### ABOUT THIS EXERCISE
Return all of the lines below exactly as they are.

### RECORDS FOR THIS EXERCISE
use backhaul::config::{Catalog, LocalConfig};
use backhaul::credentials::CredentialStore;
use backhaul::db;
use backhaul::engine::EngineClient;
use backhaul::error::{self, ConfigError};
use backhaul::jobs::JobRegistry;
use backhaul::logstore::LogStore;
use backhaul::model::JobType;
use backhaul::orchestrator::Orchestrator;
use backhaul::protocol::ProtocolRegistry;
use backhaul::scheduler::Scheduler;
use backhaul::storage::{StorageMonitor, StorageThresholds};
use clap::Parser;
use std::path::PathBuf;
use std::sync::Arc;
use tokio_util::sync::CancellationToken;
use tracing::{debug, error, info};
use tracing_subscriber::{fmt, prelude::*, EnvFilter};
use uuid::Uuid;

#[derive(Parser, Debug)]
#[command(name = "backhaul")]
#[command(about = "Backup orchestration service for a fleet of networked devices", long_about = None)]
struct Args {
    #[arg(short, long, value_name = "FILE")]
    config: PathBuf,

    /// Run one device-level backup and exit.
    #[arg(long, value_name = "DEVICE_ID")]
    backup_device: Option<Uuid>,

    /// Run one share-level backup and exit.
    #[arg(long, value_name = "SHARE_ID")]
    backup_share: Option<Uuid>,
}

#[tokio::main]
async fn main() {
    let args = Args::parse();

    if let Err(e) = run(args).await {
        eprintln!("Error: {}", e);
        std::process::exit(1);
    }
}

async fn run(args: Args) -> error::Result<()> {
    let config = LocalConfig::from_file(&args.config)?;

    setup_logging(&config)?;

    let hostname = hostname::get()
        .ok()
        .and_then(|h| h.into_string().ok())
        .unwrap_or_else(|| "unknown".to_string());

    info!("========================================");
    info!("  backhaul - Backup Orchestration");
    info!("========================================");
    info!("Hostname: {}", hostname);
    info!("Config store: {}", config.service.config_root.display());
    info!("Job database: {}", config.service.database_path.display());
    info!("Engine binary: {}", config.engine.binary_path);
    info!(
        "Repository base: {}",
        config.engine.repository_base_path.display()
    );
    info!("Restore root: {}", config.restore.root.display());
    info!("========================================");

    for dir in [
        &config.engine.repository_base_path,
        &config.restore.root,
        &config.service.mount_base,
    ] {
        std::fs::create_dir_all(dir).map_err(|e| {
            ConfigError::ValidationFailed(format!("cannot create {}: {}", dir.display(), e))
        })?;
    }

    info!("Opening job database...");
    let pool = db::create_pool(&config.service.database_path).await?;
    db::run_migrations(&pool).await?;
    debug!("Database migrations completed");

    info!("Loading configuration catalog...");
    let catalog = Arc::new(Catalog::open(&config.service.config_root)?);
    let devices = catalog.list_devices()?;
    debug!("Loaded {} devices", devices.len());

    let credentials = Arc::new(CredentialStore::open(
        &config.security.master_key_file,
        config.security.pbkdf2_iterations,
    )?);
    let logs = Arc::new(LogStore::open(&config.service.backup_log_path)?);
    let storage = Arc::new(StorageMonitor::new(StorageThresholds::from(&config.storage)));
    let protocols = Arc::new(ProtocolRegistry::with_defaults(&config.service.mount_base));
    let engine = Arc::new(EngineClient::new(&config.engine.binary_path)?);
    let registry = Arc::new(JobRegistry::new(pool, &config.jobs));

    let orchestrator = Arc::new(Orchestrator::new(
        catalog.clone(),
        registry.clone(),
        engine,
        protocols.clone(),
        storage,
        logs,
        credentials,
        &config,
    ));

    if args.backup_share.is_some() || args.backup_device.is_some() {
        let result = run_one_shot(&args, &catalog, &orchestrator).await;
        protocols.unmount_all().await;
        return result;
    }

    info!("========================================");
    info!("Starting scheduler");
    info!("========================================");

    let scheduler = Arc::new(Scheduler::new(
        catalog,
        registry.clone(),
        orchestrator,
    ));
    let shutdown = CancellationToken::new();

    let scheduler_handle = {
        let scheduler = scheduler.clone();
        let shutdown = shutdown.clone();
        tokio::spawn(async move {
            if let Err(e) = scheduler.start(shutdown).await {
                error!("Scheduler error: {}", e);
            }
        })
    };

    tokio::select! {
        _ = scheduler_handle => {
            info!("Scheduler task completed");
        }
        _ = tokio::signal::ctrl_c() => {
            info!("Received shutdown signal");
        }
    }

    info!("Shutting down...");
    shutdown.cancel();
    match registry.cancel_all().await {
        Ok(cancelled) if cancelled > 0 => info!("Cancelled {} running jobs", cancelled),
        Ok(_) => {}
        Err(e) => error!("Failed to cancel running jobs: {}", e),
    }
    protocols.unmount_all().await;
    info!("Shutdown complete");
    Ok(())
}

async fn run_one_shot(
    args: &Args,
    catalog: &Catalog,
    orchestrator: &Orchestrator,
) -> error::Result<()> {
    info!("========================================");
    info!("One-shot Backup Mode");
    info!("========================================");

    let job = if let Some(share_id) = args.backup_share {
        let (device, share) = catalog.get_share(share_id)?.ok_or_else(|| {
            ConfigError::ValidationFailed(format!("share {} not found", share_id))
        })?;
        info!("Target: {}/{}", device.name, share.name);
        orchestrator
            .execute_share_backup(device.id, share.id, JobType::Manual)
            .await?
    } else {
        let device_id = args.backup_device.ok_or_else(|| {
            ConfigError::ValidationFailed("--backup-device or --backup-share required".to_string())
        })?;
        orchestrator
            .execute_device_backup(device_id, JobType::Manual)
            .await?
    };

    info!("========================================");
    info!("Backup Results");
    info!("========================================");
    info!("Job ID: {}", job.id);
    info!("Status: {}", job.status);
    info!("Files processed: {}", job.files_processed);
    info!(
        "Data transferred: {} MB",
        job.bytes_transferred / 1024 / 1024
    );
    info!("Snapshot ID: {}", job.backup_id.as_deref().unwrap_or("-"));
    if let Some(message) = &job.error_message {
        info!("Errors: {}", message);
    }
    info!("========================================");

    Ok(())
}

fn setup_logging(config: &LocalConfig) -> error::Result<()> {
    let file_appender = tracing_appender::rolling::daily(
        std::path::Path::new(&config.service.log_file)
            .parent()
            .expect("Log file must have a parent directory"),
        std::path::Path::new(&config.service.log_file)
            .file_name()
            .expect("Log file must have a filename"),
    );

    let env_filter = EnvFilter::try_from_default_env()
        .or_else(|_| EnvFilter::try_new("info"))
        .map_err(|e| ConfigError::ValidationFailed(format!("Invalid log filter: {}", e)))?;

    tracing_subscriber::registry()
        .with(env_filter)
        .with(fmt::layer().with_writer(file_appender))
        .with(fmt::layer().with_writer(std::io::stdout))
        .init();

    Ok(())
}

### WRITTEN RESPONSE
use backhaul::config::{Catalog, LocalConfig};
use backhaul::credentials::CredentialStore;
use backhaul::db;
use backhaul::engine::EngineClient;
use backhaul::error::{self, ConfigError};
use backhaul::jobs::JobRegistry;
use backhaul::logstore::LogStore;
use backhaul::model::JobType;
use backhaul::orchestrator::Orchestrator;
use backhaul::protocol::ProtocolRegistry;
use backhaul::scheduler::Scheduler;
use backhaul::storage::{StorageMonitor, StorageThresholds};
use clap::Parser;
use std::path::PathBuf;
use std::sync::Arc;
use tokio_util::sync::CancellationToken;
use tracing::{debug, error, info};
use tracing_subscriber::{fmt, prelude::*, EnvFilter};
use uuid::Uuid;

#[derive(Parser, Debug)]
#[command(name = "backhaul")]
#[command(about = "Backup orchestration service for a fleet of networked devices", long_about = None)]
struct Args {
    #[arg(short, long, value_name = "FILE")]
    config: PathBuf,

    /// Run one device-level backup and exit.
    #[arg(long, value_name = "DEVICE_ID")]
    backup_device: Option<Uuid>,

    /// Run one share-level backup and exit.
    #[arg(long, value_name = "SHARE_ID")]
    backup_share: Option<Uuid>,
}

#[tokio::main]
async fn main() {
    let args = Args::parse();

    if let Err(e) = run(args).await {
        eprintln!("Error: {}", e);
        std::process::exit(1);
    }
}

async fn run(args: Args) -> error::Result<()> {
    let config = LocalConfig::from_file(&args.config)?;

    setup_logging(&config)?;

    let hostname = hostname::get()
        .ok()
        .and_then(|h| h.into_string().ok())
        .unwrap_or_else(|| "unknown".to_string());

    info!("========================================");
    info!("  backhaul - Backup Orchestration");
    info!("========================================");
    info!("Hostname: {}", hostname);
    info!("Config store: {}", config.service.config_root.display());
    info!("Job database: {}", config.service.database_path.display());
    info!("Engine binary: {}", config.engine.binary_path);
    info!(
        "Repository base: {}",
        config.engine.repository_base_path.display()
    );
    info!("Restore root: {}", config.restore.root.display());
    info!("========================================");

    for dir in [
        &config.engine.repository_base_path,
        &config.restore.root,
        &config.service.mount_base,
    ] {
        std::fs::create_dir_all(dir).map_err(|e| {
            ConfigError::ValidationFailed(format!("cannot create {}: {}", dir.display(), e))
        })?;
    }

    info!("Opening job database...");
    let pool = db::create_pool(&config.service.database_path).await?;
    db::run_migrations(&pool).await?;
    debug!("Database migrations completed");

    info!("Loading configuration catalog...");
    let catalog = Arc::new(Catalog::open(&config.service.config_root)?);
    let devices = catalog.list_devices()?;
    debug!("Loaded {} devices", devices.len());

    let credentials = Arc::new(CredentialStore::open(
        &config.security.master_key_file,
        config.security.pbkdf2_iterations,
    )?);
    let logs = Arc::new(LogStore::open(&config.service.backup_log_path)?);
    let storage = Arc::new(StorageMonitor::new(StorageThresholds::from(&config.storage)));
    let protocols = Arc::new(ProtocolRegistry::with_defaults(&config.service.mount_base));
    let engine = Arc::new(EngineClient::new(&config.engine.binary_path)?);
    let registry = Arc::new(JobRegistry::new(pool, &config.jobs));

    let orchestrator = Arc::new(Orchestrator::new(
        catalog.clone(),
        registry.clone(),
        engine,
        protocols.clone(),
        storage,
        logs,
        credentials,
        &config,
    ));

    if args.backup_share.is_some() || args.backup_device.is_some() {
        let result = run_one_shot(&args, &catalog, &orchestrator).await;
        protocols.unmount_all().await;
        return result;
    }

    info!("========================================");
    info!("Starting scheduler");
    info!("========================================");

    let scheduler = Arc::new(Scheduler::new(
        catalog,
        registry.clone(),
        orchestrator,
    ));
    let shutdown = CancellationToken::new();

    let scheduler_handle = {
        let scheduler = scheduler.clone();
        let shutdown = shutdown.clone();
        tokio::spawn(async move {
            if let Err(e) = scheduler.start(shutdown).await {
                error!("Scheduler error: {}", e);
            }
        })
    };

    tokio::select! {
        _ = scheduler_handle => {
            info!("Scheduler task completed");
        }
        _ = tokio::signal::ctrl_c() => {
            info!("Received shutdown signal");
        }
    }

    info!("Shutting down...");
    shutdown.cancel();
    match registry.cancel_all().await {
        Ok(cancelled) if cancelled > 0 => info!("Cancelled {} running jobs", cancelled),
        Ok(_) => {}
        Err(e) => error!("Failed to cancel running jobs: {}", e),
    }
    protocols.unmount_all().await;
    info!("Shutdown complete");
    Ok(())
}

async fn run_one_shot(
    args: &Args,
    catalog: &Catalog,
    orchestrator: &Orchestrator,
) -> error::Result<()> {
    info!("========================================");
    info!("One-shot Backup Mode");
    info!("========================================");

    let job = if let Some(share_id) = args.backup_share {
        let (device, share) = catalog.get_share(share_id)?.ok_or_else(|| {
            ConfigError::ValidationFailed(format!("share {} not found", share_id))
        })?;
        info!("Target: {}/{}", device.name, share.name);
        orchestrator
            .execute_share_backup(device.id, share.id, JobType::Manual)
            .await?
    } else {
        let device_id = args.backup_device.ok_or_else(|| {
            ConfigError::ValidationFailed("--backup-device or --backup-share required".to_string())
        })?;
        orchestrator
            .execute_device_backup(device_id, JobType::Manual)
            .await?
    };

    info!("========================================");
    info!("Backup Results");
    info!("========================================");
    info!("Job ID: {}", job.id);
    info!("Status: {}", job.status);
    info!("Files processed: {}", job.files_processed);
    info!(
        "Data transferred: {} MB",
        job.bytes_transferred / 1024 / 1024
    );
    info!("Snapshot ID: {}", job.backup_id.as_deref().unwrap_or("-"));
    if let Some(message) = &job.error_message {
        info!("Errors: {}", message);
    }
    info!("========================================");

    Ok(())
}

fn setup_logging(config: &LocalConfig) -> error::Result<()> {
    let file_appender = tracing_appender::rolling::daily(
        std::path::Path::new(&config.service.log_file)
            .parent()
            .expect("Log file must have a parent directory"),
        std::path::Path::new(&config.service.log_file)
            .file_name()
            .expect("Log file must have a filename"),
    );

    let env_filter = EnvFilter::try_from_default_env()
        .or_else(|_| EnvFilter::try_new("info"))
        .map_err(|e| ConfigError::ValidationFailed(format!("Invalid log filter: {}", e)))?;

    tracing_subscriber::registry()
        .with(env_filter)
        .with(fmt::layer().with_writer(file_appender))
        .with(fmt::layer().with_writer(std::io::stdout))
        .init();

    Ok(())
}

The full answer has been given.